Indoor High-Precision 3D Positioning System Based on Visible-Light Communication Using Improved Whale Optimization Algorithm

Abstract

Visible-light communication (VLC) is a promising method for indoor positioning. The received signal strength algorithm is the most widely used localization algorithm in visible-light positioning (VLP) systems. However, in a VLP system, the photodiode (PD) will have a small rotation angle during movement, which will result in a massive positioning error ignoring the angle. In this study, a three-dimensional (3D) indoor VLP system using an improved whale optimization algorithm (IWOA) is proposed to reduce the error caused by the PD rotation. Firstly, the model of the VLC system with the PD rotation angles is introduced.
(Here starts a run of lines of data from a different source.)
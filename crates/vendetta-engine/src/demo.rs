//! A scripted in-memory host for standalone engine runs.
//!
//! The real deployment embeds the engine in a game server; this host
//! stands in for it with a fixed roster of players whose chat goes to
//! the log. It exists so the binary can exercise the full flow
//! (placement, kills, timers, persistence) without a server attached.

use std::collections::{BTreeMap, BTreeSet};

use tracing::info;

use vendetta_core::{ItemBank, MarkerBoard, Messenger, PlayerDirectory};
use vendetta_types::{GrantOutcome, ItemGuid, PlayerId, PlayerProfile};

/// In-memory host with a fixed roster and logged chat.
#[derive(Debug, Default)]
pub struct DemoHost {
    players: Vec<PlayerProfile>,
    balances: BTreeMap<PlayerId, i64>,
    markers: BTreeSet<PlayerId>,
}

impl DemoHost {
    /// Build the demo roster: three online players with deep pockets.
    pub fn new() -> Self {
        let mut host = Self::default();
        for (id, name) in [(101, "Aurelia"), (102, "Brakus"), (103, "Casimir")] {
            host.players.push(PlayerProfile {
                id: PlayerId(id),
                name: name.to_owned(),
                is_admin: false,
                is_online: true,
            });
            host.balances.insert(PlayerId(id), 5_000);
        }
        host
    }

    /// Current payment-item balance of a player.
    pub fn balance(&self, player: PlayerId) -> i64 {
        self.balances.get(&player).copied().unwrap_or(0)
    }

    /// Display name for a player id, for log lines.
    fn name_of(&self, player: PlayerId) -> &str {
        self.players
            .iter()
            .find(|p| p.id == player)
            .map_or("?", |p| p.name.as_str())
    }
}

impl PlayerDirectory for DemoHost {
    fn resolve_player(&self, name: &str) -> Option<PlayerProfile> {
        self.players
            .iter()
            .find(|p| p.name.eq_ignore_ascii_case(name))
            .cloned()
    }

    fn online_players(&self) -> Vec<PlayerProfile> {
        self.players.iter().filter(|p| p.is_online).cloned().collect()
    }
}

impl ItemBank for DemoHost {
    fn player_has_item(&self, player: PlayerId, _item: ItemGuid, amount: i64) -> bool {
        self.balance(player) >= amount
    }

    fn debit_item(&mut self, player: PlayerId, _item: ItemGuid, amount: i64) -> bool {
        let balance = self.balances.entry(player).or_insert(0);
        if *balance < amount {
            return false;
        }
        *balance = balance.saturating_sub(amount);
        true
    }

    fn grant_item(&mut self, player: PlayerId, _item: ItemGuid, amount: i64) -> GrantOutcome {
        let balance = self.balances.entry(player).or_insert(0);
        *balance = balance.saturating_add(amount);
        GrantOutcome::AddedToInventory
    }
}

impl Messenger for DemoHost {
    fn notify(&mut self, player: PlayerId, message: &str) {
        info!(to = self.name_of(player), message, "chat");
    }

    fn broadcast(&mut self, message: &str) {
        info!(message, "broadcast");
    }
}

impl MarkerBoard for DemoHost {
    fn set_map_marker(&mut self, player: PlayerId) {
        self.markers.insert(player);
        info!(player = self.name_of(player), "map marker set");
    }

    fn clear_map_marker(&mut self, player: PlayerId) {
        self.markers.remove(&player);
        info!(player = self.name_of(player), "map marker cleared");
    }
}
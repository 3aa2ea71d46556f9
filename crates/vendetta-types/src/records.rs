//! Core entity records for the Vendetta bounty engine.
//!
//! Covers the player-placed [`Bounty`], the system-issued
//! [`AssassinContract`], the [`LeaderboardEntry`], and the
//! [`PlayerProfile`] handed over by the host's player directory.
//!
//! All records are plain data: the transition rules that create, mutate,
//! and destroy them live in the economy engine, which is their sole
//! mutator.

use serde::{Deserialize, Serialize};

use crate::ids::PlayerId;

// ---------------------------------------------------------------------------
// Bounty
// ---------------------------------------------------------------------------

/// A player-funded reward for killing a specific target player.
///
/// Invariants (enforced by the engine, not this struct):
/// - at most one live bounty per `target_id`;
/// - `placer_id != target_id`;
/// - `amount > 0` (the escrowed payment).
#[derive(Debug, Clone, PartialEq, Eq, Serialize, Deserialize)]
pub struct Bounty {
    /// The player the bounty is on.
    pub target_id: PlayerId,
    /// Display name of the target at placement time.
    pub target_name: String,
    /// The player who placed (and funded) the bounty.
    pub placer_id: PlayerId,
    /// Display name of the placer at placement time.
    pub placer_name: String,
    /// Escrowed payment, in units of the configured payment item.
    pub amount: i64,
    /// Display name of the payment item the escrow was taken in.
    pub item_name: String,
    /// Kills the target has scored while bountied (self-claim progress).
    pub kills_while_bountied: u32,
}

impl Bounty {
    /// Create a fresh bounty with zero self-claim progress.
    pub const fn new(
        target_id: PlayerId,
        target_name: String,
        placer_id: PlayerId,
        placer_name: String,
        amount: i64,
        item_name: String,
    ) -> Self {
        Self {
            target_id,
            target_name,
            placer_id,
            placer_name,
            amount,
            item_name,
            kills_while_bountied: 0,
        }
    }
}

// ---------------------------------------------------------------------------
// Assassin contract
// ---------------------------------------------------------------------------

/// A system-issued objective: eliminate N players within a time limit.
///
/// At most one live contract exists per `player_id`. The contract is
/// destroyed on completion, expiry, or the holder's own death.
#[derive(Debug, Clone, PartialEq, Eq, Serialize, Deserialize)]
pub struct AssassinContract {
    /// The player holding the contract.
    pub player_id: PlayerId,
    /// Display name of the holder at offer time.
    pub player_name: String,
    /// Kills required to complete the contract.
    pub kills_required: u32,
    /// Qualifying kills scored so far.
    pub kills_achieved: u32,
    /// Unix timestamp (seconds) after which the contract is expired.
    pub end_time_unix: i64,
    /// Reward paid on completion, in units of the configured payment item.
    pub reward: i64,
}

impl AssassinContract {
    /// Create a fresh contract with zero progress.
    pub const fn new(
        player_id: PlayerId,
        player_name: String,
        kills_required: u32,
        end_time_unix: i64,
        reward: i64,
    ) -> Self {
        Self {
            player_id,
            player_name,
            kills_required,
            kills_achieved: 0,
            end_time_unix,
            reward,
        }
    }

    /// Whether the contract has expired at the given wall-clock instant.
    pub const fn is_expired(&self, now_unix: i64) -> bool {
        now_unix >= self.end_time_unix
    }

    /// Kills still needed to complete the contract.
    pub const fn kills_remaining(&self) -> u32 {
        self.kills_required.saturating_sub(self.kills_achieved)
    }
}

// ---------------------------------------------------------------------------
// Leaderboard
// ---------------------------------------------------------------------------

/// Lifetime bounty earnings of one player.
///
/// `total_claimed` only ever increases; the display name is refreshed to
/// the latest known name on every credit.
#[derive(Debug, Clone, PartialEq, Eq, Serialize, Deserialize)]
pub struct LeaderboardEntry {
    /// The player the total belongs to.
    pub player_id: PlayerId,
    /// Latest known display name.
    pub name: String,
    /// Cumulative claimed amount across bounties and contracts.
    pub total_claimed: i64,
}

// ---------------------------------------------------------------------------
// Player profile
// ---------------------------------------------------------------------------

/// A player record as reported by the host's player directory.
#[derive(Debug, Clone, PartialEq, Eq, Serialize, Deserialize)]
pub struct PlayerProfile {
    /// Platform id of the player.
    pub id: PlayerId,
    /// Current display name.
    pub name: String,
    /// Whether the player is a server administrator.
    pub is_admin: bool,
    /// Whether the player currently has a live session.
    pub is_online: bool,
}

#[cfg(test)]
#[allow(clippy::unwrap_used)]
mod tests {
    use super::*;

    #[test]
    fn fresh_bounty_has_no_self_claim_progress() {
        let bounty = Bounty::new(
            PlayerId(1),
            "Bob".to_owned(),
            PlayerId(2),
            "Alice".to_owned(),
            500,
            "Greater Stygian Shard".to_owned(),
        );
        assert_eq!(bounty.kills_while_bountied, 0);
        assert_eq!(bounty.amount, 500);
    }

    #[test]
    fn contract_expiry_is_inclusive_of_the_end_instant() {
        let contract = AssassinContract::new(PlayerId(1), "Bob".to_owned(), 3, 1_000, 2_000);
        assert!(!contract.is_expired(999));
        assert!(contract.is_expired(1_000));
        assert!(contract.is_expired(1_001));
    }

    #[test]
    fn kills_remaining_never_underflows() {
        let mut contract = AssassinContract::new(PlayerId(1), "Bob".to_owned(), 3, 1_000, 2_000);
        contract.kills_achieved = 5;
        assert_eq!(contract.kills_remaining(), 0);
    }
}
Secondly, a novel IWOA with an elite opposition-based learning strategy and Lévy flight strategy is proposed. The convergence speed and accuracy of the WOA are improved. Lastly, the IWOA algorithm is efficiently utilized to address the problem with the PD rotation in the indoor VLP system. Simulation results show that the average error of 3D positioning is 2.14 cm with no PD rotation. When the PD has a rotation angle, the average positioning error estimated by ignoring the rotation angle is 27.14 cm, while that estimated by considering the rotation angle is 7.85 cm. In the VLP system, the positioning error with the PD rotation angle is effectively reduced by the proposed algorithm, which can be applied in a variety of indoor location scenes.